*DATA FOR PROCESSING*:
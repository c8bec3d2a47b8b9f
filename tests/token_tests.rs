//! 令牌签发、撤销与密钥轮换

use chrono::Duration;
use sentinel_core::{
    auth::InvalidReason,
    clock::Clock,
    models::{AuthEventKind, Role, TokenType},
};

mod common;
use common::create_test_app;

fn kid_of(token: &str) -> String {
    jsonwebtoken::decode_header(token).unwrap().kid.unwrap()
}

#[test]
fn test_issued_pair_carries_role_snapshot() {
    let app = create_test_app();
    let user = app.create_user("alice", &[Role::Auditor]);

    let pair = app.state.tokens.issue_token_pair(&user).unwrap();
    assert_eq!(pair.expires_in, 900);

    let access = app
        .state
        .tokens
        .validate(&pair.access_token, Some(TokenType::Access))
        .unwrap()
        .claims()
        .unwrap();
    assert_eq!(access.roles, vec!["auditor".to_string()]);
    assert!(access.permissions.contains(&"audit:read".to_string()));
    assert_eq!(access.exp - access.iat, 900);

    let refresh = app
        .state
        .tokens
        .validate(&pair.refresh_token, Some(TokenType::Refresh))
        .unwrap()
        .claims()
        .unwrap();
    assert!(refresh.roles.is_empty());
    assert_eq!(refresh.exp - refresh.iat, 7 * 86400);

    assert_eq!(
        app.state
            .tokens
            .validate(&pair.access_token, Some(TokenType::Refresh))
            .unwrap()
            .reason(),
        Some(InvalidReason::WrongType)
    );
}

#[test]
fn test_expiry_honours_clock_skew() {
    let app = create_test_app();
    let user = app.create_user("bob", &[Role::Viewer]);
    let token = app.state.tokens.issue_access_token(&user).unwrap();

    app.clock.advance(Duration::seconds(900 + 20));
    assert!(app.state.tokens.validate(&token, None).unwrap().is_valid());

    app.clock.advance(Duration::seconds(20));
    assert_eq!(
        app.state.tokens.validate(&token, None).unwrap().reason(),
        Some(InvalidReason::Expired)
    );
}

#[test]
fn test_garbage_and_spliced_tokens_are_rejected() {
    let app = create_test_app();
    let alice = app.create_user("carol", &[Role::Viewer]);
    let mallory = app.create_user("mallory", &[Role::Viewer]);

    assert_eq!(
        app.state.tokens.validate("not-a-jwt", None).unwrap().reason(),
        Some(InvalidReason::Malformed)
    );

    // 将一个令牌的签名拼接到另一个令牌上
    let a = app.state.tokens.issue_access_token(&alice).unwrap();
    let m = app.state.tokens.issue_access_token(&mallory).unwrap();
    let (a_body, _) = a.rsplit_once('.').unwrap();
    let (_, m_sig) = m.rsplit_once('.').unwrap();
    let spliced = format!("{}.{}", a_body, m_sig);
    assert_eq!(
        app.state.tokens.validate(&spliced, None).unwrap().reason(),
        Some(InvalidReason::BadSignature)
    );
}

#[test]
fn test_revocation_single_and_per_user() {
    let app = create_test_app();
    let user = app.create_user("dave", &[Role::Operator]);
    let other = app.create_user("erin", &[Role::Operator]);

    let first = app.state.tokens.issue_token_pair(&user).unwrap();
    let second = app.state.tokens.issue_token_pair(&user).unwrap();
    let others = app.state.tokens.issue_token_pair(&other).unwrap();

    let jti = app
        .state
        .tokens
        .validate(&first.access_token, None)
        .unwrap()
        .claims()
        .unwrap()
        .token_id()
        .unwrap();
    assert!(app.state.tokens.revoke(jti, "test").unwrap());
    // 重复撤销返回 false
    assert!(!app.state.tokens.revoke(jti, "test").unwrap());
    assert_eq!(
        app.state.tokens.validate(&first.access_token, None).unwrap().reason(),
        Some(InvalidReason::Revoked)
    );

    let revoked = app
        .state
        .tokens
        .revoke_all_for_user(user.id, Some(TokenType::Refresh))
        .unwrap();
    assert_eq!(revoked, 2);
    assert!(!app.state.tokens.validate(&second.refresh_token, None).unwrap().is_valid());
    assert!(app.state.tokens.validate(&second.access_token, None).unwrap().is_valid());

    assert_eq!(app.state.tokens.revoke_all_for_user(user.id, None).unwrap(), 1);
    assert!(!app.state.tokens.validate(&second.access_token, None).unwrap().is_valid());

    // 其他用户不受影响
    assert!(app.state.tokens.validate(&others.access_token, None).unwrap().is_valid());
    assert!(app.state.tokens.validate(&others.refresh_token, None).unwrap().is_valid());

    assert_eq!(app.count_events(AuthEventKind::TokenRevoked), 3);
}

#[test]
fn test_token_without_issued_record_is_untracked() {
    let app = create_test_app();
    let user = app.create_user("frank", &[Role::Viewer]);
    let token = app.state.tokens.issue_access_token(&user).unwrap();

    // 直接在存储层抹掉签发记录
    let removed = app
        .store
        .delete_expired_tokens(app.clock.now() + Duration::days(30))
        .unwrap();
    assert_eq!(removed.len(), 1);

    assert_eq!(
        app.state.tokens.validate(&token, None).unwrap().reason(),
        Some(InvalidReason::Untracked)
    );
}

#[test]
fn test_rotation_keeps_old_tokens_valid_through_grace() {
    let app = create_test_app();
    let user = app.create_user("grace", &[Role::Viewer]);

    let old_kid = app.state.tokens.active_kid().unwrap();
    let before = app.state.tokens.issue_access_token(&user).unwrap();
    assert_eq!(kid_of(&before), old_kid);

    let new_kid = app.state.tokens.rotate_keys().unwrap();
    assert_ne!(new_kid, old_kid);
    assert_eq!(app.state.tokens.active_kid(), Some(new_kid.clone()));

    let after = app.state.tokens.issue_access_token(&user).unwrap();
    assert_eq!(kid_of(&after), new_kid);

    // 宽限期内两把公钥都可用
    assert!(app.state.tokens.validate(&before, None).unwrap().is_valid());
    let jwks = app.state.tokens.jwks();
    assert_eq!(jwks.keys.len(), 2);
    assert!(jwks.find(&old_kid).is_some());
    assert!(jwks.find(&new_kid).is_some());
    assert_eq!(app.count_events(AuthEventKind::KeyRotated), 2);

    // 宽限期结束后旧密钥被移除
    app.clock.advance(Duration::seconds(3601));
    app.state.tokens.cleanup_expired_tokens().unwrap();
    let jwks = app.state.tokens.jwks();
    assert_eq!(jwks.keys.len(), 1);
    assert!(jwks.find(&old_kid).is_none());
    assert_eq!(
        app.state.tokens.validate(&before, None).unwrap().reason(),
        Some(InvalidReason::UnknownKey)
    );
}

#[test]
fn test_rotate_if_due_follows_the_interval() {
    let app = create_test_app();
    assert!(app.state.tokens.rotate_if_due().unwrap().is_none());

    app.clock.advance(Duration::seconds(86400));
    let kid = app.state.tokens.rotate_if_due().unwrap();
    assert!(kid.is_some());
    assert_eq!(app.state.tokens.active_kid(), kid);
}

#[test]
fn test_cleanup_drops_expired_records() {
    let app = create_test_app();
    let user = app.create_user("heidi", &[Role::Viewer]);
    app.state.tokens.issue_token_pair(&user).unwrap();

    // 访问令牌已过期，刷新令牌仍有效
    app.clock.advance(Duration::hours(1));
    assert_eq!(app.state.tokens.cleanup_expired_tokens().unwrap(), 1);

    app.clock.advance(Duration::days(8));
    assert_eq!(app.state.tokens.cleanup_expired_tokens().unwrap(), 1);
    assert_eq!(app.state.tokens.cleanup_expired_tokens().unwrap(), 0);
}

* * *

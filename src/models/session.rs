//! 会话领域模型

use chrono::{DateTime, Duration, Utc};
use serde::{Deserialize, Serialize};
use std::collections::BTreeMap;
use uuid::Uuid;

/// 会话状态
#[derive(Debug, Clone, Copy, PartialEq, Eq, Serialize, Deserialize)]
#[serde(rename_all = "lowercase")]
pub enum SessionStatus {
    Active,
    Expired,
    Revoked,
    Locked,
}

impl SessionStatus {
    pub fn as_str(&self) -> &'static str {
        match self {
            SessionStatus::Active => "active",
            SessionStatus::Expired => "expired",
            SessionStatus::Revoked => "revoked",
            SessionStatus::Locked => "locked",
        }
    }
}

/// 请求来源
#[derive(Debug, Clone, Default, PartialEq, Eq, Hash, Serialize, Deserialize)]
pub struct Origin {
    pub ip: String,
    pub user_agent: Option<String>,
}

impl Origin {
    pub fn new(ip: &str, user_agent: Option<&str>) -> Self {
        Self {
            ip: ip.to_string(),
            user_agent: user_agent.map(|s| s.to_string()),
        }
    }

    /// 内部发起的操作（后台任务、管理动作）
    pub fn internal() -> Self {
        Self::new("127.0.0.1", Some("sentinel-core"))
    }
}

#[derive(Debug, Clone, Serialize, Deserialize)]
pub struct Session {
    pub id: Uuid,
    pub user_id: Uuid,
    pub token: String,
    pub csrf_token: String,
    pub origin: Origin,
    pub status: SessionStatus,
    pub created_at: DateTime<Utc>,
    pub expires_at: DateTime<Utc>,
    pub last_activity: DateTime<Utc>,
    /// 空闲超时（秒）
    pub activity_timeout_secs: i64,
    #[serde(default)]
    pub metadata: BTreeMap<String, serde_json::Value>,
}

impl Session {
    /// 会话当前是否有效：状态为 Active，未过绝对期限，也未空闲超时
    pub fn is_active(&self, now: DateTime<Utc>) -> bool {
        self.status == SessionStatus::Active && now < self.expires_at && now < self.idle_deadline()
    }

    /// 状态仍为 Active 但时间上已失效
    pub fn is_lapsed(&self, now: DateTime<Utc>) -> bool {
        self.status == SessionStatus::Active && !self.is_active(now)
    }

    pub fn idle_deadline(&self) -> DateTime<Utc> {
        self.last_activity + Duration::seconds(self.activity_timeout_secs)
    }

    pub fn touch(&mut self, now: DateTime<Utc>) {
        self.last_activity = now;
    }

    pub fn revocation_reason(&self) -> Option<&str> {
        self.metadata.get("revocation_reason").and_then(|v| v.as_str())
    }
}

...

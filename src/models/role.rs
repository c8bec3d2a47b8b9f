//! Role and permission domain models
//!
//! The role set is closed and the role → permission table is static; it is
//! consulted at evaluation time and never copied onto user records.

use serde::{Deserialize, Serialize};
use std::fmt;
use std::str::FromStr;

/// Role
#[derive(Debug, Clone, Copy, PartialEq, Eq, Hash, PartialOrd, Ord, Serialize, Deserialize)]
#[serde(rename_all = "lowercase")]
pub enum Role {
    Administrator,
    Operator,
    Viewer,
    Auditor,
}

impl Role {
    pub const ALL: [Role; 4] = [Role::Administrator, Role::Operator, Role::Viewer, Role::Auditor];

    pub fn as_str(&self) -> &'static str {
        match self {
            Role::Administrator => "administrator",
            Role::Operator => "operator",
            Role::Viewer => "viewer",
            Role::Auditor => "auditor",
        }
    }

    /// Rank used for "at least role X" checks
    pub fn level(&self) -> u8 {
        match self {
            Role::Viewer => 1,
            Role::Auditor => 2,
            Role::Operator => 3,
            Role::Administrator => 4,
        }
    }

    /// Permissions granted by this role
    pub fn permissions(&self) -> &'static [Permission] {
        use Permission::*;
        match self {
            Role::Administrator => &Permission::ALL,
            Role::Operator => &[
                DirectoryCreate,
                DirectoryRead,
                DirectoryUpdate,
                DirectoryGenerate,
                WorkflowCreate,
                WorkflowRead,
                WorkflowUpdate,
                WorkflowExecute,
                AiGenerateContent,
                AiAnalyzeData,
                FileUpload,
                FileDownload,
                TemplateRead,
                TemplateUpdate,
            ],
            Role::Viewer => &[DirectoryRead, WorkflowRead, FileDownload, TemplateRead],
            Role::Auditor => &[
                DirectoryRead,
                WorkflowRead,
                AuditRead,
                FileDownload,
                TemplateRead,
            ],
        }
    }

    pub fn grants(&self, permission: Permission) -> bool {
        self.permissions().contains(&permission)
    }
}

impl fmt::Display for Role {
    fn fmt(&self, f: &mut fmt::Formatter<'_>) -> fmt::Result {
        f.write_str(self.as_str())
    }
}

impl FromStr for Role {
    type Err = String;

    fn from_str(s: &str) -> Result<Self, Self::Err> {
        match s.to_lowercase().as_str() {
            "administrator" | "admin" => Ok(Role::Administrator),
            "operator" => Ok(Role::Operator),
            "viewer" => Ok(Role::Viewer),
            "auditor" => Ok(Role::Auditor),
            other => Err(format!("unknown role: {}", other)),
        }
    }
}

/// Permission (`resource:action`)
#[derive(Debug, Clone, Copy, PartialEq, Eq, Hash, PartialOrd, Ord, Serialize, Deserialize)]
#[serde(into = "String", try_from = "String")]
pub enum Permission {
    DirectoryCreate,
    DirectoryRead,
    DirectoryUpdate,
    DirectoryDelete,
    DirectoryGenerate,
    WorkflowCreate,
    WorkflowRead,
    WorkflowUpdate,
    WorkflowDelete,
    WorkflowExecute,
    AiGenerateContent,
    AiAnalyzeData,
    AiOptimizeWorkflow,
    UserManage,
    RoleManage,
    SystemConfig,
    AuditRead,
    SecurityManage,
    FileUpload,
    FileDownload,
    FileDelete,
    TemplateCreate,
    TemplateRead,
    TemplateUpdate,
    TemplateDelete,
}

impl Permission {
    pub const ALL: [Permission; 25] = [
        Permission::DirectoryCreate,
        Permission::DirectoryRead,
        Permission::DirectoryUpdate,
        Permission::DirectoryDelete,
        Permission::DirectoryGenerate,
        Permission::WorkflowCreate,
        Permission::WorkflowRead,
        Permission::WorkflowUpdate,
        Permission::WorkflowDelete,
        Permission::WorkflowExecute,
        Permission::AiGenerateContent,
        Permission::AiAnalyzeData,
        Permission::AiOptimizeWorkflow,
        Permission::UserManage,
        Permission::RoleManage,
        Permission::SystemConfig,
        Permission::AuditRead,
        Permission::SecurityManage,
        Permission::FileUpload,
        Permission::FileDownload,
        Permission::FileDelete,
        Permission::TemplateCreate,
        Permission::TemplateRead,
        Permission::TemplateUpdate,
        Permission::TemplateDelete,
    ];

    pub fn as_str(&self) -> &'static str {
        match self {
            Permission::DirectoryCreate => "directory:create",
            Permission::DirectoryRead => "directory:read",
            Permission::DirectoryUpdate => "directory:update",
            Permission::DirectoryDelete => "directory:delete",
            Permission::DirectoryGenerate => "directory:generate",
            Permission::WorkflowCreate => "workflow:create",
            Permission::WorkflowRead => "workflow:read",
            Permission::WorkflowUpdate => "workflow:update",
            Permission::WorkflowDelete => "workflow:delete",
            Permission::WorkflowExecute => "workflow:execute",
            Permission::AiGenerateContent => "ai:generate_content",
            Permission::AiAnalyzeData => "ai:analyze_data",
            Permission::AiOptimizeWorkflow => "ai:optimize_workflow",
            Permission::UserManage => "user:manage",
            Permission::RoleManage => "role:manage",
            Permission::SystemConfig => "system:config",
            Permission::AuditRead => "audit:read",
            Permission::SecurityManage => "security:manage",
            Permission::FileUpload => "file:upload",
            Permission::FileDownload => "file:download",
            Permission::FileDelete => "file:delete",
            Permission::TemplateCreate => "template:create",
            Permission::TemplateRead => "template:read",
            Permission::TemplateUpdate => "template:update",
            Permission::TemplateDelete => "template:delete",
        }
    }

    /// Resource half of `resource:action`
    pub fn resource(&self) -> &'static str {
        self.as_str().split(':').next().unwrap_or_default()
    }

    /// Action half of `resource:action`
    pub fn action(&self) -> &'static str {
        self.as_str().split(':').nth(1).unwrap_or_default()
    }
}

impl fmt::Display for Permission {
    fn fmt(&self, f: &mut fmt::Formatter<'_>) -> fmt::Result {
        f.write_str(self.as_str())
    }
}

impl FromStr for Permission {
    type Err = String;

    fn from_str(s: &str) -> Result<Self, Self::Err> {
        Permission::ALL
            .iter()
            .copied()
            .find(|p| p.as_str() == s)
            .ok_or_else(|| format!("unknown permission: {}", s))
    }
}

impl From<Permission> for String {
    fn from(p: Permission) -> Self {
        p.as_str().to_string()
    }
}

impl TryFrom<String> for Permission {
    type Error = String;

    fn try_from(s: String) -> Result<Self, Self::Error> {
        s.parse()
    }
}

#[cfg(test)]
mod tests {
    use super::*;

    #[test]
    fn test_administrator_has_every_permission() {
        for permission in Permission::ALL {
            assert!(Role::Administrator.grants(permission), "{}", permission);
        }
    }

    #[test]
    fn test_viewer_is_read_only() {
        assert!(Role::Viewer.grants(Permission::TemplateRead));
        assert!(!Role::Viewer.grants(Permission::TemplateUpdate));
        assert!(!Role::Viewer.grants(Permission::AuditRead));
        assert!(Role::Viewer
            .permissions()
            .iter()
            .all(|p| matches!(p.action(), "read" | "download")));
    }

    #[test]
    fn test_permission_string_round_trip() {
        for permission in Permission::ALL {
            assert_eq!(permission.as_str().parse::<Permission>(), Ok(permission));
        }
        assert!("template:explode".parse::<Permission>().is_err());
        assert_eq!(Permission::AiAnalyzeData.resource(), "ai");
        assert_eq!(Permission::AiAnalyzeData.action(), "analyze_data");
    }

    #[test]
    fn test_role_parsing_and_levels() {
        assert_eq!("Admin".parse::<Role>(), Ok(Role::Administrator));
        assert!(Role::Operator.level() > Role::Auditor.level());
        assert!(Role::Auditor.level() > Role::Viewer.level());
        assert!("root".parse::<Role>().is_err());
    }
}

*TASK GOAL*:
Please copy every line in the entries where "filename" appears.

*SOLUTION*:
filename tests/token_tests.rs
filename src/models/session.rs
filename src/models/role.rs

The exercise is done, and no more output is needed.